- **INSTRUCTIONS FOR THE TASK**:
Search the records for the word "None" and pick out every line that has it.

(Saved data entries)

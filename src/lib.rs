mod channel;
mod config;
mod driver;
mod error;
mod header;
#[cfg(feature = "ps6000")]
mod ps6000;
#[cfg(feature = "python")]
mod python;
mod reader;
mod session;
pub mod sim;
mod status;

pub use channel::{
    adc_to_mv, mv_to_adc, Channel, ChannelMask, ChannelSetting, TriggerMask, VoltageRange,
    DISABLED_RANGE_CODE, MAX_ADC_VALUE,
};
pub use config::{
    AcquisitionSettings, ChannelEntry, ChannelSettings, DeviceSettings, LogSettings, RunConfig,
};
pub use driver::{
    BlockCapture, BufferLayout, Captures, Driver, Enumeration, TriggerDirection, TriggerSettings,
    Unit,
};
pub use error::{Error, Result};
pub use header::{FileHeader, HEADER_LEN, MODEL_LEN, SERIAL_LEN};
#[cfg(feature = "ps6000")]
pub use ps6000::{Ps6000Driver, Ps6000Unit};
pub use reader::{moving_average, read_file, read_header, ChannelSummary, DataFile, Peak};
pub use session::{AcquisitionConfig, ChannelConfig, Session, MAX_TIMEBASE};
pub use status::PicoStatus;

use log::{info, warn};
use std::path::Path;

/// Size of the buffer the driver writes the serial listing into.
pub const SERIAL_BUFFER_LEN: usize = 128;

/// Connected units as reported by the driver.
#[derive(Debug, Clone, PartialEq, Eq)]
pub struct SerialList {
    pub count: u16,
    /// Comma separated serial numbers.
    pub raw: String,
}

impl SerialList {
    pub fn serials(&self) -> impl Iterator<Item = &str> {
        self.raw.split(',').map(str::trim).filter(|s| !s.is_empty())
    }
}

/// Opens a unit, records one rapid block run into `output` and closes the unit again.
///
/// The unit is closed on every path; when the run itself failed, a failure to close is only
/// logged so the original error reaches the caller.
pub fn run_daq<D: Driver>(
    driver: &D,
    output: impl AsRef<Path>,
    config: &AcquisitionConfig,
) -> Result<()> {
    let output = output.as_ref();
    config.validate()?;

    let serial = config.serial.as_deref().filter(|s| !s.is_empty());
    let unit = driver.open_unit(serial).map_err(|status| Error::Open {
        serial: serial.map(str::to_owned),
        status,
    })?;
    info!("opened {} {}", unit.model(), unit.serial());

    let mut session = Session::new(unit);
    let result = session.record(config, output);
    let closed = session.close();
    match (result, closed) {
        (Ok(()), closed) => {
            closed?;
            info!("run complete: {}", output.display());
            Ok(())
        }
        (Err(e), Ok(())) => Err(e),
        (Err(e), Err(close_err)) => {
            warn!("{close_err} while handling: {e}");
            Err(e)
        }
    }
}

/// Lists connected units. A listing that does not fit [`SERIAL_BUFFER_LEN`] is an error
/// rather than a silently shortened list.
pub fn get_serials<D: Driver>(driver: &D) -> Result<SerialList> {
    let found = driver
        .enumerate_units(SERIAL_BUFFER_LEN)
        .map_err(Error::driver("enumerate units"))?;
    if found.required > SERIAL_BUFFER_LEN {
        return Err(Error::SerialListOverflow {
            capacity: SERIAL_BUFFER_LEN,
            required: found.required,
        });
    }
    Ok(SerialList {
        count: found.count,
        raw: found.listing,
    })
}

#[cfg(test)]
mod tests {
    use super::*;
    use crate::sim::{SimCall, SimDriver, SIM_MODEL, SIM_SERIAL};

    fn channel(range: VoltageRange, trigger_mv: i16, post_trigger: u16) -> ChannelConfig {
        ChannelConfig {
            setting: ChannelSetting::Enabled(range),
            trigger_mv,
            post_trigger,
        }
    }

    /// A and B active, C and D disabled.
    fn two_channel_config() -> AcquisitionConfig {
        AcquisitionConfig {
            channels: [
                channel(VoltageRange::MV50, 10, 400),
                channel(VoltageRange::MV200, 0, 200),
                ChannelConfig {
                    post_trigger: 300,
                    ..Default::default()
                },
                ChannelConfig::default(),
            ],
            aux_trigger_mv: 0,
            timebase: 2,
            waveforms: 10,
            pre_trigger: 100,
            ..Default::default()
        }
    }

    #[test]
    fn two_channel_run_has_expected_size() {
        let dir = tempfile::tempdir().unwrap();
        let path = dir.path().join("run.dat");
        let driver = SimDriver::new();
        let config = two_channel_config();

        run_daq(&driver, &path, &config).unwrap();

        let len = std::fs::metadata(&path).unwrap().len();
        assert_eq!(len, 16052);
        assert_eq!(config.expected_file_len(), 16052);
        assert_eq!(driver.log().closed, 1);
    }

    #[test]
    fn header_reads_back_configuration() {
        let dir = tempfile::tempdir().unwrap();
        let path = dir.path().join("run.dat");
        let mut config = two_channel_config();
        config.aux_trigger_mv = 500;
        config.channels[3].trigger_mv = 20;

        run_daq(&SimDriver::new(), &path, &config).unwrap();

        let data = read_file(&path).unwrap();
        let header = &data.header;
        assert_eq!(header.timebase, 2);
        assert_eq!(header.active_channels, ChannelMask::A | ChannelMask::B);
        assert_eq!(header.active_triggers, TriggerMask::A | TriggerMask::AUX);
        assert_eq!(header.thresholds, [mv_to_adc(10, VoltageRange::MV50), 0, 0, 0]);
        assert_eq!(header.aux_threshold, mv_to_adc(500, VoltageRange::AUX));
        assert_eq!(
            header.ranges,
            [Some(VoltageRange::MV50), Some(VoltageRange::MV200), None, None]
        );
        assert_eq!(header.total_samples, [500, 300, 400, 100]);
        assert_eq!(header.pre_trigger, 100);
        assert_eq!(header.waveforms, 10);
        assert_eq!(header.model, SIM_MODEL);
        assert_eq!(header.serial, SIM_SERIAL);

        assert_eq!(data.waveforms(Channel::A).len(), 10);
        assert!(data.waveforms(Channel::A).iter().all(|wf| wf.len() == 500));
        assert!(data.waveforms(Channel::B).iter().all(|wf| wf.len() == 300));
        assert!(data.waveforms(Channel::C).is_empty());
    }

    #[test]
    fn all_channels_disabled_writes_header_only() {
        let dir = tempfile::tempdir().unwrap();
        let path = dir.path().join("empty.dat");
        let config = AcquisitionConfig {
            waveforms: 5,
            pre_trigger: 10,
            aux_trigger_mv: 100,
            ..Default::default()
        };

        run_daq(&SimDriver::new(), &path, &config).unwrap();

        let bytes = std::fs::read(&path).unwrap();
        assert_eq!(bytes.len(), HEADER_LEN);
        assert_eq!(bytes[0] & 0x0F, 0);
        // aux still triggers without any active channel
        assert_eq!(bytes[1], TriggerMask::AUX.bits());
    }

    #[test]
    fn open_failure_names_serial() {
        let dir = tempfile::tempdir().unwrap();
        let mut config = two_channel_config();
        config.serial = Some("ZZ999/0009".into());
        let driver = SimDriver::new();

        let err = run_daq(&driver, dir.path().join("x.dat"), &config).unwrap_err();
        assert!(matches!(
            err,
            Error::Open {
                status: PicoStatus::NotFound,
                ..
            }
        ));
        assert!(err.to_string().contains("ZZ999/0009"));
        assert_eq!(driver.log().closed, 0);
    }

    #[test]
    fn empty_serial_opens_first_unit() {
        let dir = tempfile::tempdir().unwrap();
        let mut config = two_channel_config();
        config.serial = Some(String::new());
        let driver = SimDriver::new();

        run_daq(&driver, dir.path().join("x.dat"), &config).unwrap();
        assert_eq!(driver.log().opened.as_deref(), Some(SIM_SERIAL));
    }

    #[test]
    fn every_failure_closes_the_unit_once() {
        let failing = [
            (SimCall::SetChannel, PicoStatus::InvalidVoltageRange),
            (SimCall::SetTriggers, PicoStatus::InvalidTriggerChannel),
            (SimCall::AllocateBuffers, PicoStatus::TooManySegments),
            (SimCall::RunRapidBlock, PicoStatus::InvalidTimebase),
        ];
        for (call, status) in failing {
            let dir = tempfile::tempdir().unwrap();
            let path = dir.path().join("fail.dat");
            let driver = SimDriver::new().fail_on(call, status);

            let err = run_daq(&driver, &path, &two_channel_config()).unwrap_err();
            match (call, err) {
                (SimCall::RunRapidBlock, Error::Capture(s)) => assert_eq!(s, status),
                (_, Error::Driver { status: s, .. }) => assert_eq!(s, status),
                (call, err) => panic!("{call:?} produced {err:?}"),
            }
            assert_eq!(driver.log().closed, 1, "{call:?}");
            // nothing is written before the capture completes
            assert!(!path.exists());
        }
    }

    #[test]
    fn unwritable_output_closes_the_unit() {
        let dir = tempfile::tempdir().unwrap();
        let path = dir.path().join("missing").join("run.dat");
        let driver = SimDriver::new();

        let err = run_daq(&driver, &path, &two_channel_config()).unwrap_err();
        assert!(matches!(err, Error::Io { .. }));
        assert_eq!(driver.log().closed, 1);
    }

    #[test]
    fn close_failure_after_success_is_reported() {
        let dir = tempfile::tempdir().unwrap();
        let driver = SimDriver::new().fail_on(SimCall::Close, PicoStatus::InvalidHandle);

        let err = run_daq(&driver, dir.path().join("run.dat"), &two_channel_config()).unwrap_err();
        assert!(matches!(
            err,
            Error::Driver {
                call: "close unit",
                status: PicoStatus::InvalidHandle
            }
        ));
    }

    #[test]
    fn invalid_config_never_opens() {
        let dir = tempfile::tempdir().unwrap();
        let driver = SimDriver::new();
        let mut config = two_channel_config();
        config.waveforms = 0;

        assert!(matches!(
            run_daq(&driver, dir.path().join("x.dat"), &config),
            Err(Error::Config(_))
        ));
        assert_eq!(driver.log().opened, None);
    }

    #[test]
    fn oversized_timebase_never_opens() {
        let dir = tempfile::tempdir().unwrap();
        let path = dir.path().join("tb.dat");
        let driver = SimDriver::new();
        let mut config = two_channel_config();
        config.timebase = 18;

        assert!(matches!(
            run_daq(&driver, &path, &config),
            Err(Error::Config(_))
        ));
        assert_eq!(driver.log().opened, None);
        assert_eq!(driver.log().capture, None);
        assert!(!path.exists());
    }

    #[test]
    fn header_timebase_matches_capture() {
        let dir = tempfile::tempdir().unwrap();
        let path = dir.path().join("tb.dat");
        let driver = SimDriver::new();
        let mut config = two_channel_config();
        config.timebase = MAX_TIMEBASE;

        run_daq(&driver, &path, &config).unwrap();
        let captured = driver.log().capture.map(|c| c.timebase);
        assert_eq!(captured, Some(MAX_TIMEBASE));
        assert_eq!(u32::from(read_header(&path).unwrap().timebase), MAX_TIMEBASE);
    }

    #[test]
    fn serials_are_listed() {
        let driver = SimDriver::with_units([("AA111/0001", "6402"), ("BB222/0002", "6404D")]);
        let list = get_serials(&driver).unwrap();
        assert_eq!(list.count, 2);
        assert_eq!(list.raw, "AA111/0001,BB222/0002");
        assert_eq!(
            list.serials().collect::<Vec<_>>(),
            vec!["AA111/0001", "BB222/0002"]
        );
    }

    #[test]
    fn serial_overflow_is_an_error() {
        let serials: Vec<String> = (0..12).map(|i| format!("AB{i:03}/{i:04}")).collect();
        let driver = SimDriver::with_units(serials.iter().map(|s| (s.as_str(), "6404D")));

        let err = get_serials(&driver).unwrap_err();
        assert!(matches!(
            err,
            Error::SerialListOverflow {
                capacity: SERIAL_BUFFER_LEN,
                required: 131
            }
        ));
    }

    #[test]
    fn no_units_gives_empty_list() {
        let driver = SimDriver::with_units(Vec::<(&str, &str)>::new());
        let list = get_serials(&driver).unwrap();
        assert_eq!(list.count, 0);
        assert_eq!(list.serials().count(), 0);
    }
}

- **SOLUTION FOR THIS TASK**:
            [Some(VoltageRange::MV50), Some(VoltageRange::MV200), None, None]
        assert_eq!(driver.log().opened, None);
        assert_eq!(driver.log().opened, None);
        assert_eq!(driver.log().capture, None);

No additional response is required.